Stored dataset items
==================================================
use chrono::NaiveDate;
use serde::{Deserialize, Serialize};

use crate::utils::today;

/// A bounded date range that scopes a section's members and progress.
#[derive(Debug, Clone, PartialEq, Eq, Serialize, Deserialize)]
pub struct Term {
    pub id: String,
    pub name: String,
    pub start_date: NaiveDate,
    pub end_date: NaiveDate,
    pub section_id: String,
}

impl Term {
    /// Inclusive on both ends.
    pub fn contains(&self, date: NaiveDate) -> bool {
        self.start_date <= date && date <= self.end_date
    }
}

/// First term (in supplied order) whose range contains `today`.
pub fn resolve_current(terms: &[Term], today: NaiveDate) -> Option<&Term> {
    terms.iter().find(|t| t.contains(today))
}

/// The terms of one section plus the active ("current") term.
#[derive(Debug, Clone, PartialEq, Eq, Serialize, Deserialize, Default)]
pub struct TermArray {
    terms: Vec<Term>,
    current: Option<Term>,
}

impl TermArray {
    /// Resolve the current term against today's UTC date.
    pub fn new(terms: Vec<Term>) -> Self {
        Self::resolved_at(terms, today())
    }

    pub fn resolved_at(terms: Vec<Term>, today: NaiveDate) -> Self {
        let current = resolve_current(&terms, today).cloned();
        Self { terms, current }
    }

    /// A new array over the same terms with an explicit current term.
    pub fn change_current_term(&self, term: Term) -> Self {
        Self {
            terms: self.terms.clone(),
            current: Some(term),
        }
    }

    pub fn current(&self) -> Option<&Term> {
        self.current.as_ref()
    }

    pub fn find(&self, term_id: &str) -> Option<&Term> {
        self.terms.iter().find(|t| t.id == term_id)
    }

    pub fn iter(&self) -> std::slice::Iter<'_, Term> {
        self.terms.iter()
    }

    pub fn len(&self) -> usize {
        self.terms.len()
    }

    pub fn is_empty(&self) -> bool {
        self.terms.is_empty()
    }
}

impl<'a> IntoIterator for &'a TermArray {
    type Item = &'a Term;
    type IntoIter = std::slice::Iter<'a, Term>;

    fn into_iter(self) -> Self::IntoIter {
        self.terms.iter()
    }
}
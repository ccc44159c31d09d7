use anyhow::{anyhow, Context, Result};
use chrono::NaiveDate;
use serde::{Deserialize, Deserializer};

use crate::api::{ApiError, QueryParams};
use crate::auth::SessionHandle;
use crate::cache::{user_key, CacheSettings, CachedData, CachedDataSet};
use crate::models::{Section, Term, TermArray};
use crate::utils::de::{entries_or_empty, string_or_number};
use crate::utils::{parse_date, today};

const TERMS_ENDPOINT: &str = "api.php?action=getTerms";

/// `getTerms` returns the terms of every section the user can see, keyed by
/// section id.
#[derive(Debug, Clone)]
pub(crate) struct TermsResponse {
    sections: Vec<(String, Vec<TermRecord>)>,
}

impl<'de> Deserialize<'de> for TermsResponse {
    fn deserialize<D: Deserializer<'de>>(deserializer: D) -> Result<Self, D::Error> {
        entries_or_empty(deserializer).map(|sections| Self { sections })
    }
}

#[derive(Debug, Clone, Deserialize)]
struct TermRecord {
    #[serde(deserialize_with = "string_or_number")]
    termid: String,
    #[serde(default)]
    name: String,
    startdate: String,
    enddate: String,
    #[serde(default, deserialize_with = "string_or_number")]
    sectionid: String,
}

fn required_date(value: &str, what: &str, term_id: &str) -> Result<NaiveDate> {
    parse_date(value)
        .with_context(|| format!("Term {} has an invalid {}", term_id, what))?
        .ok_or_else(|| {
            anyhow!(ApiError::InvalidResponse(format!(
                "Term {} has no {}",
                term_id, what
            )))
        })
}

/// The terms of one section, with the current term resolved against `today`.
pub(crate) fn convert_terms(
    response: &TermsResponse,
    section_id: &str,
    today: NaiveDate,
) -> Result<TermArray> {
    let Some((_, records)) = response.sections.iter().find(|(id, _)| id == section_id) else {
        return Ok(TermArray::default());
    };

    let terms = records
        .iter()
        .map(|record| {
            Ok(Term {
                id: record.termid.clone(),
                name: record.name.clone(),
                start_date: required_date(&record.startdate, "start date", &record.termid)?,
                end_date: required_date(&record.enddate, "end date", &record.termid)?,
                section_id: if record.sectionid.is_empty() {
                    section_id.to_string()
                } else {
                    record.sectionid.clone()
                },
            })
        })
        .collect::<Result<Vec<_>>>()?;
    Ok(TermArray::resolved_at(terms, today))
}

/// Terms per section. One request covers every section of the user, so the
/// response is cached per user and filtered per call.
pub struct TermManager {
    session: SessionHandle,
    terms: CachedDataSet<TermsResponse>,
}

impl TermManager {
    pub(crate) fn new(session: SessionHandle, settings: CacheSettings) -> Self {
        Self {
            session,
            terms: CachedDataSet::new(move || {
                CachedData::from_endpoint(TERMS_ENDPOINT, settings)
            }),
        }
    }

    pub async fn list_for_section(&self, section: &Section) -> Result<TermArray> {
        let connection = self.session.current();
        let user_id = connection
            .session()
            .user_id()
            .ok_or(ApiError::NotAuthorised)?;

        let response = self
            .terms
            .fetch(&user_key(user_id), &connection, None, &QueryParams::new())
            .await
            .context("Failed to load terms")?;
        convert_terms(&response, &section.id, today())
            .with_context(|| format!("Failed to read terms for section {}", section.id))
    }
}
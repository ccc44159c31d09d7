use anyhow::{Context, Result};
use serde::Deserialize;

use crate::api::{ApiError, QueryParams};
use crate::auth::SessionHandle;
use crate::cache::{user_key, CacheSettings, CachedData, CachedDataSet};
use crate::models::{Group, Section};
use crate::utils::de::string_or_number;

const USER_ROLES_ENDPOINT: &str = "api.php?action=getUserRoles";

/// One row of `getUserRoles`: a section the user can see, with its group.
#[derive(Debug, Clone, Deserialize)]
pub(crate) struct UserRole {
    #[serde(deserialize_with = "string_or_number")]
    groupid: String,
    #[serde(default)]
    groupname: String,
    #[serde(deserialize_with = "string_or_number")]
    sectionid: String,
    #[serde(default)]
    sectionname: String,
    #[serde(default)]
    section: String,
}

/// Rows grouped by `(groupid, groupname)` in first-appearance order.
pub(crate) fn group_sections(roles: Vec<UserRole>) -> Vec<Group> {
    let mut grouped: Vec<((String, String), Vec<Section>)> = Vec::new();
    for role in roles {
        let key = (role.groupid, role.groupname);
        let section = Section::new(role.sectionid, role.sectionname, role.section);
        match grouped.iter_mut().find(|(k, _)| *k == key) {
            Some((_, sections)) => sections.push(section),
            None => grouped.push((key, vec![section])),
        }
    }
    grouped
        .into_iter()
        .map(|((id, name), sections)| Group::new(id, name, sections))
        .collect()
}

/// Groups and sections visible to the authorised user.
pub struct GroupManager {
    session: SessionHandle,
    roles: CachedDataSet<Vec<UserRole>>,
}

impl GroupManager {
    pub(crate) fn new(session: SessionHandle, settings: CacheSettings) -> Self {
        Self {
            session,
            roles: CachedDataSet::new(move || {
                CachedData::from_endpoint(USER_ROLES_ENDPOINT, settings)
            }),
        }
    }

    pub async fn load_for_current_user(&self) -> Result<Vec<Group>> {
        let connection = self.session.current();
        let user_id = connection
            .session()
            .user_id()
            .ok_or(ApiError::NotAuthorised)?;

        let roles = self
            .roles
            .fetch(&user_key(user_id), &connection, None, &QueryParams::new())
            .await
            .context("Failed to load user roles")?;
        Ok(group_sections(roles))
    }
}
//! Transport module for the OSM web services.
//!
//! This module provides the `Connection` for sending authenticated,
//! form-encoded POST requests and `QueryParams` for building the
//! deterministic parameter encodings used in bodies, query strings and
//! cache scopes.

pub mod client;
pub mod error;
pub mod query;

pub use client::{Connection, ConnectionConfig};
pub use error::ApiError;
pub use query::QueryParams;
==================================================
**TASK DIRECTIONS**
Write all the data out again, exactly.

**EXERCISE RESPONSE**
use chrono::NaiveDate;
use serde::{Deserialize, Serialize};

use crate::utils::today;

/// A bounded date range that scopes a section's members and progress.
#[derive(Debug, Clone, PartialEq, Eq, Serialize, Deserialize)]
pub struct Term {
    pub id: String,
    pub name: String,
    pub start_date: NaiveDate,
    pub end_date: NaiveDate,
    pub section_id: String,
}

impl Term {
    /// Inclusive on both ends.
    pub fn contains(&self, date: NaiveDate) -> bool {
        self.start_date <= date && date <= self.end_date
    }
}

/// First term (in supplied order) whose range contains `today`.
pub fn resolve_current(terms: &[Term], today: NaiveDate) -> Option<&Term> {
    terms.iter().find(|t| t.contains(today))
}

/// The terms of one section plus the active ("current") term.
#[derive(Debug, Clone, PartialEq, Eq, Serialize, Deserialize, Default)]
pub struct TermArray {
    terms: Vec<Term>,
    current: Option<Term>,
}

impl TermArray {
    /// Resolve the current term against today's UTC date.
    pub fn new(terms: Vec<Term>) -> Self {
        Self::resolved_at(terms, today())
    }

    pub fn resolved_at(terms: Vec<Term>, today: NaiveDate) -> Self {
        let current = resolve_current(&terms, today).cloned();
        Self { terms, current }
    }

    /// A new array over the same terms with an explicit current term.
    pub fn change_current_term(&self, term: Term) -> Self {
        Self {
            terms: self.terms.clone(),
            current: Some(term),
        }
    }

    pub fn current(&self) -> Option<&Term> {
        self.current.as_ref()
    }

    pub fn find(&self, term_id: &str) -> Option<&Term> {
        self.terms.iter().find(|t| t.id == term_id)
    }

    pub fn iter(&self) -> std::slice::Iter<'_, Term> {
        self.terms.iter()
    }

    pub fn len(&self) -> usize {
        self.terms.len()
    }

    pub fn is_empty(&self) -> bool {
        self.terms.is_empty()
    }
}

impl<'a> IntoIterator for &'a TermArray {
    type Item = &'a Term;
    type IntoIter = std::slice::Iter<'a, Term>;

    fn into_iter(self) -> Self::IntoIter {
        self.terms.iter()
    }
}
repository ccc44159c31d09d7
use anyhow::{anyhow, Context, Result};
use chrono::NaiveDate;
use serde::{Deserialize, Deserializer};

use crate::api::{ApiError, QueryParams};
use crate::auth::SessionHandle;
use crate::cache::{user_key, CacheSettings, CachedData, CachedDataSet};
use crate::models::{Section, Term, TermArray};
use crate::utils::de::{entries_or_empty, string_or_number};
use crate::utils::{parse_date, today};

const TERMS_ENDPOINT: &str = "api.php?action=getTerms";

/// `getTerms` returns the terms of every section the user can see, keyed by
/// section id.
#[derive(Debug, Clone)]
pub(crate) struct TermsResponse {
    sections: Vec<(String, Vec<TermRecord>)>,
}

impl<'de> Deserialize<'de> for TermsResponse {
    fn deserialize<D: Deserializer<'de>>(deserializer: D) -> Result<Self, D::Error> {
        entries_or_empty(deserializer).map(|sections| Self { sections })
    }
}

#[derive(Debug, Clone, Deserialize)]
struct TermRecord {
    #[serde(deserialize_with = "string_or_number")]
    termid: String,
    #[serde(default)]
    name: String,
    startdate: String,
    enddate: String,
    #[serde(default, deserialize_with = "string_or_number")]
    sectionid: String,
}

fn required_date(value: &str, what: &str, term_id: &str) -> Result<NaiveDate> {
    parse_date(value)
        .with_context(|| format!("Term {} has an invalid {}", term_id, what))?
        .ok_or_else(|| {
            anyhow!(ApiError::InvalidResponse(format!(
                "Term {} has no {}",
                term_id, what
            )))
        })
}

/// The terms of one section, with the current term resolved against `today`.
pub(crate) fn convert_terms(
    response: &TermsResponse,
    section_id: &str,
    today: NaiveDate,
) -> Result<TermArray> {
    let Some((_, records)) = response.sections.iter().find(|(id, _)| id == section_id) else {
        return Ok(TermArray::default());
    };

    let terms = records
        .iter()
        .map(|record| {
            Ok(Term {
                id: record.termid.clone(),
                name: record.name.clone(),
                start_date: required_date(&record.startdate, "start date", &record.termid)?,
                end_date: required_date(&record.enddate, "end date", &record.termid)?,
                section_id: if record.sectionid.is_empty() {
                    section_id.to_string()
                } else {
                    record.sectionid.clone()
                },
            })
        })
        .collect::<Result<Vec<_>>>()?;
    Ok(TermArray::resolved_at(terms, today))
}

/// Terms per section. One request covers every section of the user, so the
/// response is cached per user and filtered per call.
pub struct TermManager {
    session: SessionHandle,
    terms: CachedDataSet<TermsResponse>,
}

impl TermManager {
    pub(crate) fn new(session: SessionHandle, settings: CacheSettings) -> Self {
        Self {
            session,
            terms: CachedDataSet::new(move || {
                CachedData::from_endpoint(TERMS_ENDPOINT, settings)
            }),
        }
    }

    pub async fn list_for_section(&self, section: &Section) -> Result<TermArray> {
        let connection = self.session.current();
        let user_id = connection
            .session()
            .user_id()
            .ok_or(ApiError::NotAuthorised)?;

        let response = self
            .terms
            .fetch(&user_key(user_id), &connection, None, &QueryParams::new())
            .await
            .context("Failed to load terms")?;
        convert_terms(&response, &section.id, today())
            .with_context(|| format!("Failed to read terms for section {}", section.id))
    }
}
repository ccc44159c31d09d7
use anyhow::{Context, Result};
use serde::Deserialize;

use crate::api::{ApiError, QueryParams};
use crate::auth::SessionHandle;
use crate::cache::{user_key, CacheSettings, CachedData, CachedDataSet};
use crate::models::{Group, Section};
use crate::utils::de::string_or_number;

const USER_ROLES_ENDPOINT: &str = "api.php?action=getUserRoles";

/// One row of `getUserRoles`: a section the user can see, with its group.
#[derive(Debug, Clone, Deserialize)]
pub(crate) struct UserRole {
    #[serde(deserialize_with = "string_or_number")]
    groupid: String,
    #[serde(default)]
    groupname: String,
    #[serde(deserialize_with = "string_or_number")]
    sectionid: String,
    #[serde(default)]
    sectionname: String,
    #[serde(default)]
    section: String,
}

/// Rows grouped by `(groupid, groupname)` in first-appearance order.
pub(crate) fn group_sections(roles: Vec<UserRole>) -> Vec<Group> {
    let mut grouped: Vec<((String, String), Vec<Section>)> = Vec::new();
    for role in roles {
        let key = (role.groupid, role.groupname);
        let section = Section::new(role.sectionid, role.sectionname, role.section);
        match grouped.iter_mut().find(|(k, _)| *k == key) {
            Some((_, sections)) => sections.push(section),
            None => grouped.push((key, vec![section])),
        }
    }
    grouped
        .into_iter()
        .map(|((id, name), sections)| Group::new(id, name, sections))
        .collect()
}

/// Groups and sections visible to the authorised user.
pub struct GroupManager {
    session: SessionHandle,
    roles: CachedDataSet<Vec<UserRole>>,
}

impl GroupManager {
    pub(crate) fn new(session: SessionHandle, settings: CacheSettings) -> Self {
        Self {
            session,
            roles: CachedDataSet::new(move || {
                CachedData::from_endpoint(USER_ROLES_ENDPOINT, settings)
            }),
        }
    }

    pub async fn load_for_current_user(&self) -> Result<Vec<Group>> {
        let connection = self.session.current();
        let user_id = connection
            .session()
            .user_id()
            .ok_or(ApiError::NotAuthorised)?;

        let roles = self
            .roles
            .fetch(&user_key(user_id), &connection, None, &QueryParams::new())
            .await
            .context("Failed to load user roles")?;
        Ok(group_sections(roles))
    }
}
//! Transport module for the OSM web services.
//!
//! This module provides the `Connection` for sending authenticated,
//! form-encoded POST requests and `QueryParams` for building the
//! deterministic parameter encodings used in bodies, query strings and
//! cache scopes.

pub mod client;
pub mod error;
pub mod query;

pub use client::{Connection, ConnectionConfig};
pub use error::ApiError;
pub use query::QueryParams;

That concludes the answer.